Basın mensuplarının çekim yapmasına izin verilmediği konuşmasında, hadis ve ayetlerden örnekler sunarak dini bilgiler veren Ünlü, kadere inanmayanın Müslüman olamayacağını, bu yüzden kadere ve alın yazısına inanılması gerektiğini söyledi. Dini değiştirmek isteyenlerin olduğunu savunan Ünlü, "Dinde reform olmaz. Eskiden nasıl öğretildiyse din öyledir. Yeni şeyler çıkarıyorlar. İnanmayın kardeşlerim" dedi.
'ZAYIFLAYABİLİRSEN, ZAYIFLARSIN'
Dinde, namazın önemine de dikkat çeken Ünlü, namaz kılarken daha fazla efor sarf edildiğini, ama zayıflamak için namaz kılınmayacağını söyledi. Zayıflamak için diyet yapanlara oruç tutmalarını öneren Ünlü, "Her ayın gökteki ay hesabı 13, 14, 15'i oruç. Başından 3 gün oruç, sonundan 3 gün oruç. Hem sevap alırsın, hem sünnete uyarsın, hem de zayıflıyorsan da zayıflarsın" diye konuştu.
Konuşmasında, bazı espriler de yapan Ünlü, zaman zaman bu espriler sırasında artan gürültü üzerine, "Sessiz olun kardeşler, maçta değiliz. Ne mübarek adamsınız, burayı maç zannettiniz herhalde" diye uyarıda bulundu.
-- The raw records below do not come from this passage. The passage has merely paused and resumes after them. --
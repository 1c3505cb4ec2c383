use std::io::BufRead;
use std::thread;

use crossbeam_channel::Sender;

#[derive(Debug, Clone, PartialEq, Eq)]
pub enum Command {
    /// Call the other interface from interface A
    Dial(String),
    /// Disconnect every call on interface A
    Hangup,
    /// Print the calls of both interfaces
    Calls,
    Exit,
}

impl Command {
    pub fn parse(line: &str) -> Result<Command, String> {
        let mut words = line.split_whitespace();
        let Some(word) = words.next() else {
            return Err("empty command".to_string());
        };
        match word {
            "dial" | "d" => match words.next() {
                Some(digits) if digits.chars().all(|c| c.is_ascii_digit() || c == '*' || c == '#') => {
                    Ok(Command::Dial(digits.to_string()))
                }
                Some(digits) => Err(format!("not a dialable number: {}", digits)),
                None => Err("usage: dial <digits>".to_string()),
            },
            "hangup" | "h" => Ok(Command::Hangup),
            "calls" | "c" => Ok(Command::Calls),
            "exit" | "quit" | "q" => Ok(Command::Exit),
            _ => Err(format!("unknown command '{}', use: dial <digits> | hangup | calls | exit", word)),
        }
    }
}

/// Reads commands from stdin on its own thread. End of input counts as `exit`.
pub fn spawn(tx: Sender<Command>) {
    thread::spawn(move || {
        let stdin = std::io::stdin();
        for line in stdin.lock().lines() {
            let Ok(line) = line else {
                break;
            };
            if line.trim().is_empty() {
                continue;
            }
            match Command::parse(&line) {
                Ok(cmd) => {
                    if tx.send(cmd).is_err() {
                        return;
                    }
                }
                Err(e) => eprintln!("{}", e),
            }
        }
        let _ = tx.send(Command::Exit);
    });
}

#[cfg(test)]
mod tests {
    use super::*;

    #[test]
    fn test_parse_commands() {
        assert_eq!(Command::parse("dial 4711"), Ok(Command::Dial("4711".to_string())));
        assert_eq!(Command::parse("  d *21#  "), Ok(Command::Dial("*21#".to_string())));
        assert_eq!(Command::parse("hangup"), Ok(Command::Hangup));
        assert_eq!(Command::parse("q"), Ok(Command::Exit));
        assert!(Command::parse("dial").is_err());
        assert!(Command::parse("dial 12a").is_err());
        assert!(Command::parse("transfer 12").is_err());
    }
}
Yaklaşık 1,5 saat süren konuşmasının ardından Ünlü'ye küçük bir çocuk çiçek ve Devrek bastonu hediye etti. Ünlü, kendisine dokunmak isteyen salondaki kalabalık arasından, güvenlik görevlilerinin koridor oluşturmasıyla çıkabildi. Korumaları ve güvenlik görevlilerinin nezaretinde özel cipine binen Ünlü, salondan ayrıldı.